(Stored data entries)
☆ ☆ ☆

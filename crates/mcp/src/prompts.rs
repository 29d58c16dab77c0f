// Prompt templates served over `prompts/list` and `prompts/get`

use crate::protocol::{
    GetPromptParams, GetPromptResult, JsonRpcError, ListPromptsResult, PromptArgument,
    PromptMessage, PromptSchema, ToolContent,
};

pub const FINANCIAL_ADVISOR_PROMPT: &str = "financial_advisor_prompt";

pub fn list_prompts() -> ListPromptsResult {
    ListPromptsResult {
        prompts: vec![PromptSchema {
            name: FINANCIAL_ADVISOR_PROMPT.to_string(),
            description: "Frame a user's question for a certified financial advisor".to_string(),
            arguments: vec![PromptArgument {
                name: "user_query".to_string(),
                description: "The user's financial question or concern".to_string(),
                required: true,
            }],
        }],
    }
}

pub fn get_prompt(params: &GetPromptParams) -> Result<GetPromptResult, JsonRpcError> {
    if params.name != FINANCIAL_ADVISOR_PROMPT {
        return Err(JsonRpcError::invalid_params(format!(
            "Unknown prompt: {}",
            params.name
        )));
    }

    let user_query = params
        .arguments
        .get("user_query")
        .filter(|q| !q.trim().is_empty())
        .ok_or_else(|| JsonRpcError::invalid_params("Missing required argument 'user_query'"))?;

    Ok(GetPromptResult {
        description: "Financial advisor prompt".to_string(),
        messages: vec![PromptMessage {
            role: "user".to_string(),
            content: ToolContent::text(financial_advisor(user_query)),
        }],
    })
}

fn financial_advisor(user_query: &str) -> String {
    format!(
        "You are a certified financial advisor helping a user with: {user_query}

Provide:
1. Clear analysis of their situation
2. Actionable recommendations
3. Potential risks and considerations
4. Next steps

Use FinPilot tools to:
- Analyze credit reports for debt optimization
- Review the portfolio for investment recommendations
- Evaluate loan consolidation opportunities
- Create comprehensive financial plans

Be professional and empathetic, and put the user's financial wellbeing first.
"
    )
}

#[cfg(test)]
mod tests {
    use super::*;
    use std::collections::HashMap;

    fn params(name: &str, args: &[(&str, &str)]) -> GetPromptParams {
        GetPromptParams {
            name: name.to_string(),
            arguments: args
                .iter()
                .map(|(k, v)| (k.to_string(), v.to_string()))
                .collect::<HashMap<_, _>>(),
        }
    }

    #[test]
    fn test_renders_user_query() {
        let result = get_prompt(&params(
            FINANCIAL_ADVISOR_PROMPT,
            &[("user_query", "Should I prepay my home loan?")],
        ))
        .unwrap();

        let ToolContent::Text { text } = &result.messages[0].content;
        assert!(text.contains("helping a user with: Should I prepay my home loan?"));
        assert_eq!(result.messages[0].role, "user");
    }

    #[test]
    fn test_missing_query_is_invalid_params() {
        let err = get_prompt(&params(FINANCIAL_ADVISOR_PROMPT, &[])).unwrap_err();
        assert_eq!(err.code, crate::protocol::INVALID_PARAMS);
    }

    #[test]
    fn test_unknown_prompt() {
        let err = get_prompt(&params("tax_prompt", &[("user_query", "x")])).unwrap_err();
        assert!(err.message.contains("tax_prompt"));
    }

    #[test]
    fn test_listed() {
        let list = list_prompts();
        assert_eq!(list.prompts.len(), 1);
        assert!(list.prompts[0].arguments[0].required);
    }
}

☆ ☆ ☆

■ **Required action**: Copy the lines above, please. Keep them exact.

■ **Answer section**:
filename crates/mcp/src/prompts.rs
repository 29d58c16dab77c0f
// Prompt templates served over `prompts/list` and `prompts/get`

use crate::protocol::{
    GetPromptParams, GetPromptResult, JsonRpcError, ListPromptsResult, PromptArgument,
    PromptMessage, PromptSchema, ToolContent,
};

pub const FINANCIAL_ADVISOR_PROMPT: &str = "financial_advisor_prompt";

pub fn list_prompts() -> ListPromptsResult {
    ListPromptsResult {
        prompts: vec![PromptSchema {
            name: FINANCIAL_ADVISOR_PROMPT.to_string(),
            description: "Frame a user's question for a certified financial advisor".to_string(),
            arguments: vec![PromptArgument {
                name: "user_query".to_string(),
                description: "The user's financial question or concern".to_string(),
                required: true,
            }],
        }],
    }
}

pub fn get_prompt(params: &GetPromptParams) -> Result<GetPromptResult, JsonRpcError> {
    if params.name != FINANCIAL_ADVISOR_PROMPT {
        return Err(JsonRpcError::invalid_params(format!(
            "Unknown prompt: {}",
            params.name
        )));
    }

    let user_query = params
        .arguments
        .get("user_query")
        .filter(|q| !q.trim().is_empty())
        .ok_or_else(|| JsonRpcError::invalid_params("Missing required argument 'user_query'"))?;

    Ok(GetPromptResult {
        description: "Financial advisor prompt".to_string(),
        messages: vec![PromptMessage {
            role: "user".to_string(),
            content: ToolContent::text(financial_advisor(user_query)),
        }],
    })
}

fn financial_advisor(user_query: &str) -> String {
    format!(
        "You are a certified financial advisor helping a user with: {user_query}

Provide:
1. Clear analysis of their situation
2. Actionable recommendations
3. Potential risks and considerations
4. Next steps

Use FinPilot tools to:
- Analyze credit reports for debt optimization
- Review the portfolio for investment recommendations
- Evaluate loan consolidation opportunities
- Create comprehensive financial plans

Be professional and empathetic, and put the user's financial wellbeing first.
"
    )
}

#[cfg(test)]
mod tests {
    use super::*;
    use std::collections::HashMap;

    fn params(name: &str, args: &[(&str, &str)]) -> GetPromptParams {
        GetPromptParams {
            name: name.to_string(),
            arguments: args
                .iter()
                .map(|(k, v)| (k.to_string(), v.to_string()))
                .collect::<HashMap<_, _>>(),
        }
    }

    #[test]
    fn test_renders_user_query() {
        let result = get_prompt(&params(
            FINANCIAL_ADVISOR_PROMPT,
            &[("user_query", "Should I prepay my home loan?")],
        ))
        .unwrap();

        let ToolContent::Text { text } = &result.messages[0].content;
        assert!(text.contains("helping a user with: Should I prepay my home loan?"));
        assert_eq!(result.messages[0].role, "user");
    }

    #[test]
    fn test_missing_query_is_invalid_params() {
        let err = get_prompt(&params(FINANCIAL_ADVISOR_PROMPT, &[])).unwrap_err();
        assert_eq!(err.code, crate::protocol::INVALID_PARAMS);
    }

    #[test]
    fn test_unknown_prompt() {
        let err = get_prompt(&params("tax_prompt", &[("user_query", "x")])).unwrap_err();
        assert!(err.message.contains("tax_prompt"));
    }

    #[test]
    fn test_listed() {
        let list = list_prompts();
        assert_eq!(list.prompts.len(), 1);
        assert!(list.prompts[0].arguments[0].required);
    }
}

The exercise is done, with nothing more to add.